The Hungarian foreign minister, Peter Szijjarto, though more subdued in his choice of words, was no less forthright: “We will not compromise on these issues because we are a sovereign nation. And no one, not even the European Commission, should blackmail us regarding these policies.”
Sovereignty, as the UK understands better than most, is an emotive issue that cuts both ways, and Poland and Hungary, as independent nation states, would have every right to pass their own laws, however unpopular with their neighbours. It is as members of the European Union and signatories to the treaties that they are currently in breach of their obligations. The process has not yet been exhausted. There is still room for negotiation and compromise, on both sides. But in the end, they have to comply with the rules laid down in the treaties or else their membership has to be suspended. Either that or they should invoke Article 50 of the Lisbon Treaty, Brexit-style, with all that that entails. It is as simple, and as complicated, as that.
In both countries, moves are afoot to resolve the situation without bloodshed. There have been street protests in Poland and a coming-together of opposition parties in Hungary in advance of an upcoming general election. Angela Merkel has urged the two sides to find a middle course. With luck, the pair will agree to change course before it is too late.
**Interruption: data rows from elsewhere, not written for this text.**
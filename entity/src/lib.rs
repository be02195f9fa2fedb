pub mod user;

/*
 Accounts log in with their email but are displayed by username.
 Privilege is a pair of flags rather than role rows: is_staff gates the
 admin surface, is_superuser passes every permission check. Both flags
 are fixed at creation time by the registry, never inferred.
 */
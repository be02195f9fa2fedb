use migration::{Migrator, MigratorTrait};
use sea_orm::{Database, DatabaseConnection, DbErr};
use tracing::info;

/// sea-orm-backed storage collaborator. Uniqueness is enforced by the
/// unique indexes the migration creates, so concurrent inserts cannot
/// both land.
#[derive(Clone)]
pub struct SqlStore {
    pub(crate) db: DatabaseConnection,
}

impl SqlStore {
    pub async fn new(uri: &str) -> Result<Self, DbErr> {
        info!("connecting to database...");
        let db = Database::connect(uri).await?;
        info!("running migrations...");
        Migrator::up(&db, None).await?;
        info!("database ready");
        Ok(Self { db })
    }
}
use sea_orm::entity::prelude::*;
use serde::{Deserialize, Serialize};
use std::fmt;

#[derive(Debug, Clone, PartialEq, DeriveEntityModel, Serialize, Deserialize)]
#[sea_orm(table_name = "user")]
pub struct Model {
    #[sea_orm(primary_key, auto_increment = false)]
    pub id: Uuid,
    #[sea_orm(unique)]
    pub username: String,
    #[sea_orm(unique)]
    pub email: String,
    #[sea_orm(unique)]
    pub phone: i64,
    // Argon2 PHC string; None means the account has no usable password
    #[serde(skip_serializing, default)]
    pub password_hash: Option<String>,
    pub is_active: bool,
    pub is_staff: bool,
    pub is_superuser: bool,
    pub is_confirmed_email: bool,
    pub created_at: DateTimeUtc,
    pub updated_at: DateTimeUtc,
}

#[derive(Copy, Clone, Debug, EnumIter, DeriveRelation)]
pub enum Relation {}

impl ActiveModelBehavior for ActiveModel {}

impl Model {
    /// We do not store real names, so the username stands in for both the
    /// full and the short form.
    pub fn full_name(&self) -> &str {
        &self.username
    }

    pub fn short_name(&self) -> &str {
        &self.username
    }

    pub fn has_usable_password(&self) -> bool {
        self.password_hash.is_some()
    }
}

impl fmt::Display for Model {
    fn fmt(&self, f: &mut fmt::Formatter<'_>) -> fmt::Result {
        write!(f, "{}", self.email)
    }
}
use async_trait::async_trait;
use entity::user;
use uuid::Uuid;

use crate::types::error::AuthError;
use crate::types::user::{AccountUpdate, DbAccountCreate};

pub mod sql_store;
pub mod user_store;

pub use sql_store::SqlStore;

/// Contract the registry holds against whatever persists accounts.
/// `insert` must enforce the username/email/phone uniqueness constraints
/// atomically; collisions surface as [`AuthError::Unique`].
#[async_trait]
pub trait AccountStore: Send + Sync {
    async fn insert(&self, record: DbAccountCreate) -> Result<user::Model, AuthError>;
    async fn update(&self, id: Uuid, fields: AccountUpdate) -> Result<(), AuthError>;
    async fn find_by_id(&self, id: Uuid) -> Result<Option<user::Model>, AuthError>;
    async fn find_by_email(&self, email: &str) -> Result<Option<user::Model>, AuthError>;
}
mod common;

use common::{test_data, TestContext};
use warden_auth::token::TokenIssuer;

#[tokio::test]
async fn test_token_issued_for_created_account() {
    println!("\n\n[+] Running test: test_token_issued_for_created_account");
    let ctx = TestContext::new().await;

    let user = ctx
        .registry
        .create_account(test_data::sample_account())
        .await
        .expect("account creation should succeed");

    // each deployment gets its own secret; tests are no different
    let issuer = TokenIssuer::new("flow-test-secret").unwrap();

    let token = issuer.issue(user.id).expect("issuance should succeed");
    let claims = issuer.decode(&token).expect("fresh token should verify");

    assert_eq!(claims.id, user.id);
    assert_eq!(claims.exp - claims.iat, 7 * 24 * 60 * 60);
    println!("[/] Test passed: token carries the account id for seven days.");
}

#[tokio::test]
async fn test_token_survives_account_lookup_round_trip() {
    let ctx = TestContext::new().await;

    let user = ctx
        .registry
        .create_account(test_data::sample_account())
        .await
        .unwrap();

    let issuer = TokenIssuer::new("flow-test-secret").unwrap();
    let token = issuer.issue(user.id).unwrap();

    // the subject id in the claims resolves back to the stored account
    let claims = issuer.decode(&token).unwrap();
    let loaded = ctx.registry.find_account(claims.id).await.unwrap();
    assert_eq!(loaded.email, "alice@example.com");
}
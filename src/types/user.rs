use serde::{Deserialize, Serialize};
use std::fmt;

/// Account-creation request as it arrives from the caller. Required-field
/// checks happen in the registry, so everything here is optional.
#[derive(Debug, Clone, Default, Serialize, Deserialize)]
pub struct NewAccount {
    pub username: Option<String>,
    pub email: Option<String>,
    pub phone: Option<i64>,
    pub password: Option<String>,
}

/// Validated, hashed record handed to the storage collaborator.
#[derive(Debug, Clone, Serialize, Deserialize)]
pub struct DbAccountCreate {
    pub username: String,
    pub email: String,
    pub phone: i64,
    pub password_hash: Option<String>,
    pub is_staff: bool,
    pub is_superuser: bool,
}

/// Flag updates applied through the storage collaborator. Absent fields
/// are left untouched.
#[derive(Debug, Clone, Copy, Default)]
pub struct AccountUpdate {
    pub is_active: Option<bool>,
    pub is_staff: Option<bool>,
    pub is_superuser: Option<bool>,
    pub is_confirmed_email: Option<bool>,
}

#[derive(Debug, Clone, Copy, PartialEq, Eq, Serialize, Deserialize)]
pub enum PrivilegeLevel {
    Standard,
    Superuser,
}

impl fmt::Display for PrivilegeLevel {
    fn fmt(&self, f: &mut fmt::Formatter<'_>) -> fmt::Result {
        match self {
            PrivilegeLevel::Standard => write!(f, "standard"),
            PrivilegeLevel::Superuser => write!(f, "superuser"),
        }
    }
}
use approx::assert_relative_eq;
use psd_evaporation::{fit_efficiency, Campaign, CampaignReport, QuadrupoleTrap, Samples};
use std::error::Error;

#[test]
fn plug_stabilized_sequence() -> Result<(), Box<dyn Error>> {
    let n = [400e6, 19.8e6, 4e6, 0.75e6];
    let t = [350e-6, 43.7e-6, 20.1e-6, 8e-6];
    let samples = Samples::from_columns(&n, &t, 260.7e2, 1)?;
    let trap = QuadrupoleTrap::default();

    let psd = trap.psds(&samples);
    let expected_psd = [
        4.5523241888148524e-07,
        0.00026240863035174926,
        0.0017464538885130975,
        0.020684056360220446,
    ];
    let density = trap.densities(&samples);
    let expected_density = [
        6.238132891972341e+16,
        1.586425358971551e+18,
        3.293597946054904e+18,
        9.794675820678003e+18,
    ];
    let collision_rate = trap.collision_rates(&samples);
    let expected_collision_rate = [
        2.9713383022208575,
        26.70077202220511,
        37.59517135306986,
        70.53400052987293,
    ];
    for k in 0..n.len() {
        assert_relative_eq!(psd[k], expected_psd[k], max_relative = 1e-9);
        assert_relative_eq!(density[k], expected_density[k], max_relative = 1e-9);
        assert_relative_eq!(
            collision_rate[k],
            expected_collision_rate[k],
            max_relative = 1e-9
        );
    }
    // the temperature drops faster than the atom number
    assert!(psd.windows(2).all(|w| w[1] > w[0]));

    let fit = fit_efficiency(&n, &psd)?;
    assert_relative_eq!(fit.slope, -1.7017079863284168, epsilon = 1e-8);
    assert_relative_eq!(fit.intercept, 19.527308108732612, epsilon = 1e-7);
    Ok(())
}

#[test]
fn current_campaign_table() -> Result<(), Box<dyn Error>> {
    let reports = CampaignReport::all(&QuadrupoleTrap::default())?;
    let current = reports
        .iter()
        .find(|r| r.campaign == Campaign::default())
        .ok_or("missing current campaign")?;
    let expected = [
        (7.963714553974668e-08, 0.26605348094242703, 1.7055993864950387),
        (6.454086158340545e-07, 0.9302870769913654, 4.506451797258371),
        (8.775292333724384e-07, 1.1109335747234041, 5.15371728341266),
        (1.4881368007866434e-06, 1.5062993195754277, 6.485713395424405),
        (5.128942615795467e-06, 2.549043325168045, 8.658659770005903),
        (4.8271626085327854e-06, 2.298690267269817, 7.697806062240818),
        (5.453928818862258e-06, 2.4411303549843217, 8.007712491882108),
        (6.199634511593605e-06, 2.576742918472458, 8.24637521163787),
        (5.172667827376522e-06, 2.068783506271349, 6.536403625831371),
    ];
    let density = current.density_1e11_per_cc().ok_or("missing density")?;
    let collision_rate = current.collision_rate.as_ref().ok_or("missing rate")?;
    for (k, &(psd, n_0, gamma)) in expected.iter().enumerate() {
        assert_relative_eq!(current.psd[k], psd, max_relative = 1e-9);
        assert_relative_eq!(density[k], n_0, max_relative = 1e-9);
        assert_relative_eq!(collision_rate[k], gamma, max_relative = 1e-9);
    }
    assert_relative_eq!(current.fit.slope, -1.7021892409191015, epsilon = 1e-8);
    assert_relative_eq!(current.fit.intercept, 20.07409271153948, epsilon = 1e-7);
    Ok(())
}
use anyhow::Context;
use psd_evaporation::{Campaign, CampaignReport, QuadrupoleTrap, Species};
use std::path::PathBuf;
use structopt::StructOpt;

#[derive(Debug, StructOpt)]
#[structopt(
    name = "psd-evaporation",
    about = "Phase-space density versus atom number of evaporative cooling campaigns"
)]
struct Opt {
    /// Atomic species: sodium or rubidium87
    #[structopt(long, default_value = "sodium")]
    species: Species,
    /// Campaign whose PSD, density and collision rate table is printed
    #[structopt(long, default_value = "sep25-mot")]
    current: Campaign,
    /// Figure file name (.svg or .png)
    #[structopt(short, long, parse(from_os_str), default_value = "psd_v_n.svg")]
    output: PathBuf,
    /// Overlay the fitted power laws
    #[structopt(long)]
    fit_lines: bool,
    /// Skip the figure
    #[structopt(long)]
    no_plot: bool,
}

fn main() -> anyhow::Result<()> {
    env_logger::init();
    let opt = Opt::from_args();

    let trap = QuadrupoleTrap::new(opt.species);
    log::info!("Trapped species: {}", opt.species.to_pretty_string());

    let reports = CampaignReport::all(&trap).context("Failed to process the campaigns")?;
    let current = reports
        .iter()
        .find(|report| report.campaign == opt.current)
        .with_context(|| format!("Missing campaign {}", opt.current))?;
    current.summary();

    #[cfg(feature = "plot")]
    if !opt.no_plot {
        psd_evaporation::plot::PsdPlot::new(&reports)
            .fit_lines(opt.fit_lines)
            .save(&opt.output)
            .with_context(|| format!("Failed to save the figure to {:?}", opt.output))?;
    }
    #[cfg(not(feature = "plot"))]
    if !opt.no_plot {
        log::warn!("plotting is disabled, rebuild with the `plot` feature");
    }

    Ok(())
}
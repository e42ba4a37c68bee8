use crate::constants::{BOHR_RADIUS, C, PROTON_MASS};
use std::{f64::consts::PI, fmt, str::FromStr};
use strum_macros::EnumIter;

#[derive(Debug, thiserror::Error)]
pub enum SpeciesError {
    #[error(r#"species {0} is not recognized, expected "sodium" or "rubidium87""#)]
    Unknown(String),
}

/// Atomic species trapped in the experiment
#[derive(EnumIter, Clone, Copy, PartialEq, Eq, Debug, Default)]
pub enum Species {
    #[default]
    Sodium23,
    Rubidium87,
}
impl Species {
    /// Returns the species constants
    pub fn constants(&self) -> SpeciesConstants {
        match self {
            Species::Sodium23 => SpeciesConstants {
                saturation_intensity: 6.26 * 10.,
                linewidth: 2. * PI * 9.7946e6,
                transition_frequency: 508.8487162e12,
                mass: 22.989769 * PROTON_MASS,
                g_f: 0.5,
                scattering_length: 2.75e-9,
            },
            Species::Rubidium87 => SpeciesConstants {
                saturation_intensity: 1.669 * 10.,
                linewidth: 2. * PI * 6.066e6,
                transition_frequency: 384.230484468e12,
                mass: 86.909 * PROTON_MASS,
                g_f: 0.5,
                scattering_length: 98. * BOHR_RADIUS,
            },
        }
    }
    pub fn to_pretty_string(&self) -> String {
        match self {
            Species::Sodium23 => "²³Na".to_string(),
            Species::Rubidium87 => "⁸⁷Rb".to_string(),
        }
    }
}
impl fmt::Display for Species {
    fn fmt(&self, f: &mut fmt::Formatter<'_>) -> fmt::Result {
        match self {
            Species::Sodium23 => write!(f, "sodium"),
            Species::Rubidium87 => write!(f, "rubidium87"),
        }
    }
}
impl FromStr for Species {
    type Err = SpeciesError;

    fn from_str(s: &str) -> Result<Self, Self::Err> {
        match s.to_lowercase().as_str() {
            "sodium" | "na" | "na23" => Ok(Species::Sodium23),
            "rubidium87" | "rb" | "rb87" => Ok(Species::Rubidium87),
            _ => Err(SpeciesError::Unknown(s.to_string())),
        }
    }
}

/// Species specific constants
#[derive(Debug, Clone, Copy, PartialEq)]
pub struct SpeciesConstants {
    /// D2 line saturation intensity [W/m²]
    pub saturation_intensity: f64,
    /// D2 line natural linewidth [rad/s]
    pub linewidth: f64,
    /// D2 line frequency [Hz]
    pub transition_frequency: f64,
    /// Atomic mass [kg]
    pub mass: f64,
    /// Landé g-factor of the trapped hyperfine state
    pub g_f: f64,
    /// s-wave scattering length [m]
    pub scattering_length: f64,
}
impl SpeciesConstants {
    /// D2 line wavevector [1/m]
    pub fn wavevector(&self) -> f64 {
        2. * PI * self.transition_frequency / C
    }
}

#[cfg(test)]
mod tests {
    use super::*;
    use approx::assert_relative_eq;
    use strum::IntoEnumIterator;

    #[test]
    fn species_names() {
        for species in Species::iter() {
            let name = species.to_string();
            assert_eq!(name.parse::<Species>().unwrap(), species);
        }
        assert!("potassium".parse::<Species>().is_err());
    }

    #[test]
    fn sodium_wavevector() {
        let na = Species::Sodium23.constants();
        // D2 line at 589 nm
        assert_relative_eq!(2. * PI / na.wavevector(), 589.158e-9, max_relative = 1e-5);
    }

    #[test]
    fn rubidium_is_heavier() {
        let na = Species::Sodium23.constants();
        let rb = Species::Rubidium87.constants();
        assert!(rb.mass > na.mass);
        assert!(rb.scattering_length > na.scattering_length);
    }
}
Only a fool would predict what will happen next. These things tend to be long and drawn out, with twists and turns that persist right to the end. I would say only that it is not impossible to imagine a European Union without Poland and Hungary, or indeed, (if that’s what they want) without any of the members of the Visegrad Group. The resulting European Union, though somewhat reduced in size and population, would be richer and more cohesive. Those excluded could, if they wish, remain within the Customs Union. A renewed form of associate membership could be devised that even served to embrace the remaining statelets of the former Yugoslavia.
A looser, broader-based European Economic Area, with the Eurozone at its core, could even – who knows? – be something that the UK might in future be tempted to join.
Poland and Hungary have thrown down the gauntlet. The Commission, backed by the Court of Justice and the European Council, must pick it up.